This year, by contrast, he sat all alone in a church, in Seoul, South Korea, thousands of miles away from home. This past summer he’d accidentally won an audition for a replacement member of a K-pop group. Now, he spent all his time juggling college and the band, bouncing back and forth from school in the U.S., to South Korea and K-pop. He’d spend every day of his college winter break away from home, working. Well, he’d work every day except tomorrow, Christmas. That was his contract. During every school break, the company booked his group, G5, for performances, practice sessions, and appearances. Every day it was go, go, go. From the time he stepped off the plane onto Korean soil on December eighteenth, the day after his last exam, until his flight back, the day before school started for spring semester, the singing and dancing wouldn’t let up. Tired already, he still had a month to go before he went back to school.

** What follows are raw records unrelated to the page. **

//! The parsed map representation and JSON codec: flat and indexed shapes,
//! decode/encode of the `mappings` VLQ stream, and the `x_facebook_sources`
//! auxiliary channel.
//!
//! Coordinate convention: the wire `mappings` string encodes original line
//! numbers and section offsets 0-based, like every real-world source map.
//! Internally, [`Segment::orig_line`] keeps that 0-based wire value; the
//! `+1` to the 1-based [`OriginalPosition`] happens only at the
//! [`crate::consumer::Consumer`] boundary. Generated line numbers don't
//! need this translation because they're only ever used as an array index
//! into [`MappingMatrix`], which already does the `-1` internally.

use std::sync::Arc;

use serde::{Deserialize, Serialize};

use crate::error::{Error, Result};
use crate::facebook_sources::FacebookSourceEntry;
use crate::position::GeneratedPosition;
use crate::segment::{MappingMatrix, Segment, SegmentLine};
use crate::vlq;

/// A parsed source map: either flat or indexed.
#[derive(Debug, Clone)]
pub enum ParsedMap {
    Flat(FlatSourceMap),
    Indexed(IndexedSourceMap),
}

impl ParsedMap {
    pub fn from_json_str(json: &str) -> Result<Self> {
        let raw: RawMap = serde_json::from_str(json)?;
        parse_raw(raw)
    }

    /// Total number of distinct original sources reachable from this map,
    /// counting recursively through sections. Used by the composer to check
    /// the composer's precondition on non-first maps in a chain.
    pub fn source_count(&self) -> usize {
        match self {
            Self::Flat(m) => m.sources.len(),
            Self::Indexed(m) => m.sections.iter().map(|s| s.map.source_count()).sum(),
        }
    }
}

/// A flat map: mappings live in a single `mappings` string. This is also the
/// only shape the composer ever produces.
#[derive(Debug, Clone, Default)]
pub struct FlatSourceMap {
    pub file: Option<Arc<str>>,
    pub source_root: Option<String>,
    pub sources: Vec<Arc<str>>,
    pub source_contents: Vec<Option<Arc<str>>>,
    pub names: Vec<Arc<str>>,
    pub x_google_ignore_list: Option<Vec<u32>>,
    /// One slot per source; `None` overall if the key was absent from the
    /// input JSON entirely, distinct from a slot being present-but-null.
    pub x_facebook_sources: Option<Vec<Option<Arc<[FacebookSourceEntry]>>>>,
    pub debug_id: Option<String>,
    pub(crate) mapping_matrix: MappingMatrix,
}

impl FlatSourceMap {
    pub fn from_json_str(json: &str) -> Result<Self> {
        match ParsedMap::from_json_str(json)? {
            ParsedMap::Flat(map) => Ok(map),
            ParsedMap::Indexed(_) => {
                Err(Error::InvalidMap("expected a flat map, found an indexed map".to_string()))
            }
        }
    }

    pub fn get_file(&self) -> Option<&str> {
        self.file.as_deref()
    }

    pub fn get_source_root(&self) -> Option<&str> {
        self.source_root.as_deref()
    }

    pub fn get_sources(&self) -> impl Iterator<Item = &Arc<str>> {
        self.sources.iter()
    }

    pub fn get_names(&self) -> impl Iterator<Item = &Arc<str>> {
        self.names.iter()
    }

    pub fn mapping_matrix(&self) -> &MappingMatrix {
        &self.mapping_matrix
    }

    pub fn to_json_string(&self) -> String {
        serde_json::to_string(&self.to_raw()).expect("flat source map serializes to valid JSON")
    }

    pub fn to_data_url(&self) -> String {
        let encoded = base64_simd::STANDARD.encode_to_string(self.to_json_string().as_bytes());
        format!("data:application/json;charset=utf-8;base64,{encoded}")
    }

    fn to_raw(&self) -> RawMapOut<'_> {
        let x_facebook_sources = self.x_facebook_sources.as_ref().map(|entries| {
            entries.iter().map(|e| e.as_ref().map(|arc| arc.as_ref())).collect::<Vec<_>>()
        });
        RawMapOut {
            version: 3,
            file: self.file.as_deref(),
            source_root: self.source_root.as_deref(),
            names: self.names.iter().map(AsRef::as_ref).collect(),
            sources: self.sources.iter().map(AsRef::as_ref).collect(),
            sources_content: if self.source_contents.is_empty() {
                None
            } else {
                Some(self.source_contents.iter().map(|c| c.as_deref()).collect())
            },
            x_google_ignore_list: self.x_google_ignore_list.as_deref(),
            x_facebook_sources,
            mappings: encode_mappings(&self.mapping_matrix),
            debug_id: self.debug_id.as_deref(),
        }
    }
}

/// One section of an indexed map: an offset in the outer generated
/// coordinate space, plus the nested map it wraps.
#[derive(Debug, Clone)]
pub struct IndexedSection {
    pub offset: GeneratedPosition,
    pub map: Box<ParsedMap>,
}

#[derive(Debug, Clone, Default)]
pub struct IndexedSourceMap {
    pub file: Option<Arc<str>>,
    pub sections: Vec<IndexedSection>,
}

// --- JSON wire shapes ---------------------------------------------------

#[derive(Debug, Deserialize)]
#[serde(rename_all = "camelCase")]
struct RawMap {
    version: Option<u32>,
    file: Option<String>,
    mappings: Option<String>,
    source_root: Option<String>,
    sources: Option<Vec<String>>,
    sources_content: Option<Vec<Option<String>>>,
    #[serde(default)]
    names: Vec<String>,
    debug_id: Option<String>,
    #[serde(rename = "x_google_ignoreList", alias = "ignoreList")]
    x_google_ignore_list: Option<Vec<u32>>,
    #[serde(rename = "x_facebook_sources")]
    x_facebook_sources: Option<Vec<Option<Vec<RawFacebookSourceEntry>>>>,
    sections: Option<Vec<RawSection>>,
}

#[derive(Debug, Deserialize)]
struct RawFacebookSourceEntry {
    #[serde(default)]
    names: Vec<String>,
    mappings: String,
}

impl From<RawFacebookSourceEntry> for FacebookSourceEntry {
    fn from(raw: RawFacebookSourceEntry) -> Self {
        Self { names: raw.names.into_iter().map(Arc::from).collect(), mappings: Arc::from(raw.mappings) }
    }
}

#[derive(Debug, Deserialize)]
struct RawOffset {
    line: u32,
    column: u32,
}

#[derive(Debug, Deserialize)]
struct RawSection {
    offset: RawOffset,
    map: Box<RawMap>,
}

#[derive(Debug, Serialize)]
#[serde(rename_all = "camelCase")]
struct RawMapOut<'a> {
    version: u32,
    #[serde(skip_serializing_if = "Option::is_none")]
    file: Option<&'a str>,
    #[serde(skip_serializing_if = "Option::is_none")]
    source_root: Option<&'a str>,
    names: Vec<&'a str>,
    sources: Vec<&'a str>,
    #[serde(rename = "sourcesContent", skip_serializing_if = "Option::is_none")]
    sources_content: Option<Vec<Option<&'a str>>>,
    #[serde(rename = "x_google_ignoreList", skip_serializing_if = "Option::is_none")]
    x_google_ignore_list: Option<&'a [u32]>,
    #[serde(rename = "x_facebook_sources", skip_serializing_if = "Option::is_none")]
    x_facebook_sources: Option<Vec<Option<&'a [FacebookSourceEntry]>>>,
    mappings: String,
    #[serde(skip_serializing_if = "Option::is_none")]
    debug_id: Option<&'a str>,
}

fn parse_raw(raw: RawMap) -> Result<ParsedMap> {
    let version = raw.version.ok_or_else(|| Error::InvalidMap("missing `version` field".to_string()))?;
    if version != 3 {
        return Err(Error::InvalidMap(format!("unsupported source map version: {version}")));
    }
    match (raw.mappings.is_some(), raw.sections.is_some()) {
        (true, true) => {
            Err(Error::InvalidMap("map has both `mappings` and `sections`".to_string()))
        }
        (false, false) => {
            Err(Error::InvalidMap("map has neither `mappings` nor `sections`".to_string()))
        }
        (true, false) => Ok(ParsedMap::Flat(build_flat(raw)?)),
        (false, true) => Ok(ParsedMap::Indexed(build_indexed(raw)?)),
    }
}

fn build_flat(raw: RawMap) -> Result<FlatSourceMap> {
    let sources = raw.sources.unwrap_or_default();
    let names = raw.names;
    let mappings = raw.mappings.expect("checked Some by parse_raw's dispatch");

    if let Some(ignore_list) = &raw.x_google_ignore_list {
        for &idx in ignore_list {
            if idx as usize >= sources.len() {
                return Err(Error::InvalidMap(format!(
                    "x_google_ignoreList references out-of-range source {idx}"
                )));
            }
        }
    }

    let x_facebook_sources = match raw.x_facebook_sources {
        None => None,
        Some(list) => {
            if list.len() != sources.len() {
                return Err(Error::InvalidMap(
                    "x_facebook_sources must have one slot per source".to_string(),
                ));
            }
            Some(
                list.into_iter()
                    .map(|entry| {
                        entry.map(|items| -> Arc<[FacebookSourceEntry]> {
                            items.into_iter().map(FacebookSourceEntry::from).collect()
                        })
                    })
                    .collect(),
            )
        }
    };

    let mapping_matrix = decode_mappings(&mappings, sources.len(), names.len())?;

    Ok(FlatSourceMap {
        file: raw.file.map(Arc::from),
        source_root: raw.source_root,
        sources: sources.into_iter().map(Arc::from).collect(),
        source_contents: raw
            .sources_content
            .map(|contents| contents.into_iter().map(|c| c.map(Arc::from)).collect())
            .unwrap_or_default(),
        names: names.into_iter().map(Arc::from).collect(),
        x_google_ignore_list: raw.x_google_ignore_list,
        x_facebook_sources,
        debug_id: raw.debug_id,
        mapping_matrix,
    })
}

fn build_indexed(raw: RawMap) -> Result<IndexedSourceMap> {
    let raw_sections = raw.sections.expect("checked Some by parse_raw's dispatch");
    let mut sections = Vec::with_capacity(raw_sections.len());
    let mut prev_offset: Option<GeneratedPosition> = None;

    for section in raw_sections {
        // Wire offsets are 0-based in both axes; rebase the line to our
        // internal 1-based convention so it composes directly with
        // `GeneratedPosition` arithmetic (see module docs).
        let offset = GeneratedPosition::new(section.offset.line + 1, section.offset.column);
        if let Some(prev) = prev_offset {
            if offset < prev {
                return Err(Error::InvalidMap(
                    "sections must appear in non-decreasing offset order".to_string(),
                ));
            }
        }
        prev_offset = Some(offset);
        let inner = parse_raw(*section.map)?;
        sections.push(IndexedSection { offset, map: Box::new(inner) });
    }

    Ok(IndexedSourceMap { file: raw.file.map(Arc::from), sections })
}

/// Decode a `mappings` string into a line-indexed [`MappingMatrix`]
/// `sourceId`/`origLine`/`origCol`/`nameId` deltas
/// carry across the whole string; `genCol` resets at every `;`.
pub(crate) fn decode_mappings(mappings: &str, sources_len: usize, names_len: usize) -> Result<MappingMatrix> {
    let bytes = mappings.as_bytes();
    let mut lines: Vec<SegmentLine> = vec![Vec::new()];
    let mut cursor = 0usize;

    let mut gen_col: i64 = 0;
    let mut source_id: i64 = 0;
    let mut orig_line: i64 = 0;
    let mut orig_col: i64 = 0;
    let mut name_id: i64 = 0;
    let mut nums = [0i64; 5];

    while cursor < bytes.len() {
        match bytes[cursor] {
            b';' => {
                lines.push(Vec::new());
                gen_col = 0;
                cursor += 1;
            }
            b',' => {
                cursor += 1;
            }
            _ => {
                let arity = vlq::decode_segment(bytes, &mut cursor, &mut nums)?;
                gen_col += nums[0];
                if gen_col < 0 {
                    return Err(Error::MalformedVlq("negative generated column".to_string()));
                }

                let segment = match arity {
                    1 => Segment::hole(gen_col as u32),
                    4 | 5 => {
                        source_id += nums[1];
                        orig_line += nums[2];
                        orig_col += nums[3];
                        if source_id < 0 || source_id as usize >= sources_len {
                            return Err(Error::MalformedVlq(format!(
                                "segment references out-of-range source {source_id}"
                            )));
                        }
                        if orig_line < 0 || orig_col < 0 {
                            return Err(Error::MalformedVlq(
                                "negative original line or column".to_string(),
                            ));
                        }
                        let name = if arity == 5 {
                            name_id += nums[4];
                            if name_id < 0 || name_id as usize >= names_len {
                                return Err(Error::MalformedVlq(format!(
                                    "segment references out-of-range name {name_id}"
                                )));
                            }
                            Some(name_id as u32)
                        } else {
                            None
                        };
                        Segment::mapped(gen_col as u32, source_id as u32, orig_line as u32, orig_col as u32, name)
                    }
                    n => return Err(Error::MalformedVlq(format!("segment has unsupported arity {n}"))),
                };
                lines.last_mut().expect("at least one line is always present").push(segment);
            }
        }
    }

    Ok(MappingMatrix::with_lines(lines))
}

/// Inverse of [`decode_mappings`]: re-emits the matrix in the same
/// compact encoding").
pub(crate) fn encode_mappings(matrix: &MappingMatrix) -> String {
    let mut out = String::new();
    let mut prev_source = 0u32;
    let mut prev_orig_line = 0u32;
    let mut prev_orig_col = 0u32;
    let mut prev_name = 0u32;

    for (line_no, segments) in matrix.lines() {
        if line_no > 1 {
            out.push(';');
        }
        let mut prev_gen_col = 0u32;
        for (i, segment) in segments.iter().enumerate() {
            if i > 0 {
                out.push(',');
            }
            vlq::encode_diff(&mut out, segment.gen_col, prev_gen_col);
            prev_gen_col = segment.gen_col;

            if let Some(source) = segment.source {
                vlq::encode_diff(&mut out, source, prev_source);
                prev_source = source;
                vlq::encode_diff(&mut out, segment.orig_line, prev_orig_line);
                prev_orig_line = segment.orig_line;
                vlq::encode_diff(&mut out, segment.orig_col, prev_orig_col);
                prev_orig_col = segment.orig_col;
                if let Some(name) = segment.name {
                    vlq::encode_diff(&mut out, name, prev_name);
                    prev_name = name;
                }
            }
        }
    }

    out
}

The Thanksgiving holiday, only a month ago, had blurred by, as well. He’d left campus as soon as his last class finished, not even going home to say good-bye. His group was booked for four events during his long weekend, two on Friday, and two on the Saturday after Thanksgiving, before he hopped onto a plane in the wee hours Sunday morning to fly back so that he could attend classes on Monday. He’d been exhausted despite sleeping most of the twelve hours on the plane. Thank goodness his grades hadn’t suffered, at least not yet, anyway. He’d managed to keep his stellar g.p.a., although he didn’t know how, exactly.
Mac had relatives in Seoul, and he could have gone to his aunt’s home tonight, but he needed to be alone, in a quiet atmosphere for a few hours. He’d go to Aunt’s tomorrow, and even attend church with them in the morning. It didn’t matter that he’d go to two services in as many days. Not extremely religious, he still appreciated church for the peace and solitude it gave him. The same prayers and rituals, no matter where in the world he was at the moment, were comforting. He used that structure to put order into his chaotic life. Besides, he’d never get quiet at Aunt’s, not with two teenage girls ruling the house. The twins were loving, but they were also loud, very loud. They talked more than Leo and Ji Hu put together, and that said a lot, since Leo and Ji Hu could out talk just about anyone.
Mac hung his head, drinking in the silence. Occasionally, a cough from another pew broke the peace, but for the most part, it was heavenly. He smiled. Pun intended.
“No, I don’t have the music for that number. I can’t sing, remember?” Mac heard a voice loudly whisper from somewhere above his left shoulder.
“You don’t expect me to sing, do you? I’m only here to turn the pages. If you don’t have anyone that can sing, then I’m going back downstairs. You don’t need me.”
“Wait!” A frantic whisper called out. “Who did Father expect to sing during the service?”
“I thought you were going to do it.”
“Me? I thought you were the one singing.”
A bit of a silence ensued. Mac’s ears perked up, listening to the whispers. He was probably the only one that heard them, way in the back, near the steps to the choir loft.
“Someone’s got to sing for the service. We can’t do mass without any singing. It’s Christmas Eve, for crying out loud!”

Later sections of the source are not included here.